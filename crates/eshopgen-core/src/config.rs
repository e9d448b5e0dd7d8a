//! # Configuration File Parser
//!
//! Reads and parses `eshopgen.toml`, the optional configuration file that
//! sets paths, seed and volumes without CLI flags. Supports:
//!
//! - `[paths]`: schema input and script output locations
//! - `[generate]`: fixed seed, pinned "today", output format
//! - `[volumes]`: row counts for customers, products, orders, inventory logs
//!
//! Example `eshopgen.toml`:
//!
//! ```toml
//! [paths]
//! schema = "database/Eshop_structure.sql"
//! output = "database/Eshop_structure_full.sql"
//!
//! [generate]
//! seed = 42
//! today = "2026-01-01"
//! format = "sql"
//!
//! [volumes]
//! customers = 1000
//! products = 500
//! orders = 5000
//! inventory_logs = 10000
//! ```

use std::path::Path;

use chrono::NaiveDate;
use serde::Deserialize;

use crate::error::{EshopGenError, Result};
use crate::generate::plan::Volumes;
use crate::output::OutputFormat;

/// Default config file name.
pub const CONFIG_FILE_NAME: &str = "eshopgen.toml";

/// Top-level eshopgen.toml structure.
#[derive(Debug, Clone, Default, Deserialize)]
#[serde(default)]
pub struct EshopGenConfig {
    pub paths: PathsConfig,
    pub generate: GenerateConfig,
    pub volumes: VolumesConfig,
}

/// Input and output locations.
#[derive(Debug, Clone, Default, Deserialize)]
#[serde(default)]
pub struct PathsConfig {
    /// DDL script to copy into the output.
    pub schema: Option<String>,
    /// Where the generated script is written.
    pub output: Option<String>,
}

/// Default generation settings.
#[derive(Debug, Clone, Default, Deserialize)]
#[serde(default)]
pub struct GenerateConfig {
    /// Fixed random seed for deterministic generation.
    pub seed: Option<u64>,
    /// Pinned "today" as `YYYY-MM-DD`.
    pub today: Option<String>,
    /// Output format: sql, json or csv.
    pub format: Option<String>,
}

/// Per-table row counts. Unset entries fall back to the built-in defaults.
#[derive(Debug, Clone, Default, Deserialize)]
#[serde(default)]
pub struct VolumesConfig {
    pub customers: Option<usize>,
    pub products: Option<usize>,
    pub orders: Option<usize>,
    pub inventory_logs: Option<usize>,
}

impl VolumesConfig {
    /// Fill unset entries from `base`.
    pub fn apply_to(&self, base: Volumes) -> Volumes {
        Volumes {
            customers: self.customers.unwrap_or(base.customers),
            products: self.products.unwrap_or(base.products),
            orders: self.orders.unwrap_or(base.orders),
            inventory_logs: self.inventory_logs.unwrap_or(base.inventory_logs),
        }
    }
}

/// Read and parse an eshopgen.toml file from the given directory.
///
/// Returns `None` if the file doesn't exist (config is optional).
/// Returns an error if the file exists but can't be parsed.
pub fn read_config(dir: &Path) -> Result<Option<EshopGenConfig>> {
    let path = dir.join(CONFIG_FILE_NAME);
    if !path.exists() {
        return Ok(None);
    }

    let content = std::fs::read_to_string(&path).map_err(|e| EshopGenError::Config {
        message: format!("Failed to read {}: {}", path.display(), e),
    })?;

    let config: EshopGenConfig = toml::from_str(&content).map_err(|e| EshopGenError::Config {
        message: format!("Failed to parse {}: {}", path.display(), e),
    })?;

    config.validate()?;
    tracing::debug!("Loaded configuration from {}", path.display());

    Ok(Some(config))
}

impl EshopGenConfig {
    /// Validate values serde cannot check on its own.
    pub fn validate(&self) -> Result<()> {
        self.today()?;
        self.format()?;
        Ok(())
    }

    /// The pinned "today", if configured.
    pub fn today(&self) -> Result<Option<NaiveDate>> {
        self.generate
            .today
            .as_deref()
            .map(parse_date)
            .transpose()
    }

    /// The configured output format, if any.
    pub fn format(&self) -> Result<Option<OutputFormat>> {
        self.generate
            .format
            .as_deref()
            .map(str::parse)
            .transpose()
    }
}

/// Parse a `YYYY-MM-DD` date.
pub fn parse_date(s: &str) -> Result<NaiveDate> {
    NaiveDate::parse_from_str(s, "%Y-%m-%d").map_err(|e| EshopGenError::Config {
        message: format!("Invalid date '{}': {}. Expected YYYY-MM-DD", s, e),
    })
}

..............................

> Your assignment
Set down an exact copy of the entries above.

> Task result
filename crates/eshopgen-core/src/config.rs
repository e9d448b5e0dd7d8a
//! # Configuration File Parser
//!
//! Reads and parses `eshopgen.toml`, the optional configuration file that
//! sets paths, seed and volumes without CLI flags. Supports:
//!
//! - `[paths]`: schema input and script output locations
//! - `[generate]`: fixed seed, pinned "today", output format
//! - `[volumes]`: row counts for customers, products, orders, inventory logs
//!
//! Example `eshopgen.toml`:
//!
//! ```toml
//! [paths]
//! schema = "database/Eshop_structure.sql"
//! output = "database/Eshop_structure_full.sql"
//!
//! [generate]
//! seed = 42
//! today = "2026-01-01"
//! format = "sql"
//!
//! [volumes]
//! customers = 1000
//! products = 500
//! orders = 5000
//! inventory_logs = 10000
//! ```

use std::path::Path;

use chrono::NaiveDate;
use serde::Deserialize;

use crate::error::{EshopGenError, Result};
use crate::generate::plan::Volumes;
use crate::output::OutputFormat;

/// Default config file name.
pub const CONFIG_FILE_NAME: &str = "eshopgen.toml";

/// Top-level eshopgen.toml structure.
#[derive(Debug, Clone, Default, Deserialize)]
#[serde(default)]
pub struct EshopGenConfig {
    pub paths: PathsConfig,
    pub generate: GenerateConfig,
    pub volumes: VolumesConfig,
}

/// Input and output locations.
#[derive(Debug, Clone, Default, Deserialize)]
#[serde(default)]
pub struct PathsConfig {
    /// DDL script to copy into the output.
    pub schema: Option<String>,
    /// Where the generated script is written.
    pub output: Option<String>,
}

/// Default generation settings.
#[derive(Debug, Clone, Default, Deserialize)]
#[serde(default)]
pub struct GenerateConfig {
    /// Fixed random seed for deterministic generation.
    pub seed: Option<u64>,
    /// Pinned "today" as `YYYY-MM-DD`.
    pub today: Option<String>,
    /// Output format: sql, json or csv.
    pub format: Option<String>,
}

/// Per-table row counts. Unset entries fall back to the built-in defaults.
#[derive(Debug, Clone, Default, Deserialize)]
#[serde(default)]
pub struct VolumesConfig {
    pub customers: Option<usize>,
    pub products: Option<usize>,
    pub orders: Option<usize>,
    pub inventory_logs: Option<usize>,
}

impl VolumesConfig {
    /// Fill unset entries from `base`.
    pub fn apply_to(&self, base: Volumes) -> Volumes {
        Volumes {
            customers: self.customers.unwrap_or(base.customers),
            products: self.products.unwrap_or(base.products),
            orders: self.orders.unwrap_or(base.orders),
            inventory_logs: self.inventory_logs.unwrap_or(base.inventory_logs),
        }
    }
}

/// Read and parse an eshopgen.toml file from the given directory.
///
/// Returns `None` if the file doesn't exist (config is optional).
/// Returns an error if the file exists but can't be parsed.
pub fn read_config(dir: &Path) -> Result<Option<EshopGenConfig>> {
    let path = dir.join(CONFIG_FILE_NAME);
    if !path.exists() {
        return Ok(None);
    }

    let content = std::fs::read_to_string(&path).map_err(|e| EshopGenError::Config {
        message: format!("Failed to read {}: {}", path.display(), e),
    })?;

    let config: EshopGenConfig = toml::from_str(&content).map_err(|e| EshopGenError::Config {
        message: format!("Failed to parse {}: {}", path.display(), e),
    })?;

    config.validate()?;
    tracing::debug!("Loaded configuration from {}", path.display());

    Ok(Some(config))
}

impl EshopGenConfig {
    /// Validate values serde cannot check on its own.
    pub fn validate(&self) -> Result<()> {
        self.today()?;
        self.format()?;
        Ok(())
    }

    /// The pinned "today", if configured.
    pub fn today(&self) -> Result<Option<NaiveDate>> {
        self.generate
            .today
            .as_deref()
            .map(parse_date)
            .transpose()
    }

    /// The configured output format, if any.
    pub fn format(&self) -> Result<Option<OutputFormat>> {
        self.generate
            .format
            .as_deref()
            .map(str::parse)
            .transpose()
    }
}

/// Parse a `YYYY-MM-DD` date.
pub fn parse_date(s: &str) -> Result<NaiveDate> {
    NaiveDate::parse_from_str(s, "%Y-%m-%d").map_err(|e| EshopGenError::Config {
        message: format!("Invalid date '{}': {}. Expected YYYY-MM-DD", s, e),
    })
}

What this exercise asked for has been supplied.